Under overcast skies I set out southward from Morro Bay.
The map I followed is designed to keep cyclists out of harm’s way by routing them to smaller, less busy highways wherever possible. I liked that idea, and I liked the seascape of Morro Rock and Estero Bay that it brought me.
What I didn’t like was realizing a mile or so later that I’d taken a wrong turn and was headed nowhere. Slowly. Uphill.
With help from locals, I recovered and pedaled back to Highway 1, reaching the precious but unstable bluffs of Shell Beach, then Pismo Beach by lunch.
Maybe you can ride the entire route without enduring many hills, but I doubt it. Besides the wrong hill I’d climbed that morning, I rode up a beastly one next to some fields south of Oceano. From the top, the view behind me extended to San Luis Obispo Bay and included the mustard blooming everywhere on the coast this spring.

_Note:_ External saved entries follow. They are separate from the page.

//! services/api/src/bin/api.rs

use api_lib::{
    adapters::{db::DbAdapter, enrich_llm::OpenAiEnrichmentAdapter, fetch::HttpFetchAdapter},
    config::Config,
    error::ApiError,
    web::{api_router, rest::ApiDoc, state::AppState},
};
use async_openai::{config::OpenAIConfig, Client};
use axum::http::{
    header::{ACCEPT, AUTHORIZATION, CONTENT_TYPE},
    HeaderValue, Method,
};
use axum::Router;
use sqlx::postgres::PgPoolOptions;
use std::sync::Arc;
use tower_http::cors::CorsLayer;
use tracing::info;
use tracing_subscriber::{layer::SubscriberExt, util::SubscriberInitExt};
use utoipa::OpenApi;
use utoipa_swagger_ui::SwaggerUi;

#[tokio::main]
async fn main() -> Result<(), ApiError> {
    // --- 1. Load Configuration & Set Up Logging ---
    let config = Arc::new(Config::from_env()?);
    tracing_subscriber::registry()
        .with(tracing_subscriber::EnvFilter::new(config.log_level.to_string()))
        .with(tracing_subscriber::fmt::layer())
        .init();
    info!("Configuration loaded. Starting server...");

    // --- 2. Connect to Database & Run Migrations ---
    info!("Connecting to database...");
    let db_pool = PgPoolOptions::new()
        .max_connections(5)
        .connect(&config.database_url)
        .await?;
    let db_adapter = Arc::new(DbAdapter::new(db_pool.clone()));
    info!("Running database migrations...");
    db_adapter.run_migrations().await?;
    info!("Database migrations complete.");

    // --- 3. Initialize Service Adapters ---
    // The model client is constructed once here and injected; adapters never
    // build their own.
    let mut openai_config = OpenAIConfig::new();
    if let Some(api_key) = &config.openai_api_key {
        openai_config = openai_config.with_api_key(api_key.clone());
    }
    if let Some(base_url) = &config.openai_base_url {
        openai_config = openai_config.with_api_base(base_url.clone());
    }
    let openai_client = Client::with_config(openai_config);

    let fetch_adapter = Arc::new(HttpFetchAdapter::new());
    let enrich_adapter = Arc::new(OpenAiEnrichmentAdapter::new(
        openai_client,
        config.enrich_model.clone(),
    ));

    // --- 4. Build the Shared AppState ---
    let app_state = Arc::new(AppState {
        db: db_adapter,
        fetcher: fetch_adapter,
        enricher: enrich_adapter,
        config: config.clone(),
    });

    // --- 5. Configure CORS for the browser frontend ---
    let frontend_origin = config
        .frontend_origin
        .parse::<HeaderValue>()
        .map_err(|e| ApiError::Internal(format!("Invalid FRONTEND_ORIGIN: {}", e)))?;
    let cors = CorsLayer::new()
        .allow_origin(frontend_origin)
        .allow_credentials(true)
        .allow_methods([Method::GET, Method::POST, Method::OPTIONS])
        .allow_headers([AUTHORIZATION, CONTENT_TYPE, ACCEPT]);

    // --- 6. Create the Web Router ---
    let api = api_router(app_state).layer(cors);

    // Merge the API router with the Swagger UI router for a complete application.
    let app = Router::new()
        .merge(api)
        .merge(SwaggerUi::new("/swagger-ui").url("/api-docs/openapi.json", ApiDoc::openapi()));

    // --- 7. Start the Server ---
    info!("Starting server on {}", config.bind_address);
    info!(
        "Swagger UI available at http://{}/swagger-ui",
        config.bind_address
    );
    let listener = tokio::net::TcpListener::bind(&config.bind_address).await?;
    axum::serve(listener, app).await?;

    Ok(())
}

After a half-hour of eucalyptus groves and golf courses came a long descent into the Santa Maria Valley. Dozens of square miles of farmland stretched north and south from my route to rolling hills at either end. I felt as though I was in the airplane scene from “North by Northwest.”
I was glad to finally reach the Santa Maria Inn late in the afternoon. But my right Achilles tendon made its displeasure known.
“Do you like pain?” it asked me. “You’re going to get it every time you ride more than 40 miles a day with all that weight on your bike.”
Fair enough – I had been pedaling for nearly six hours. But some days you kind of have to. Try telling your Achilles tendon that.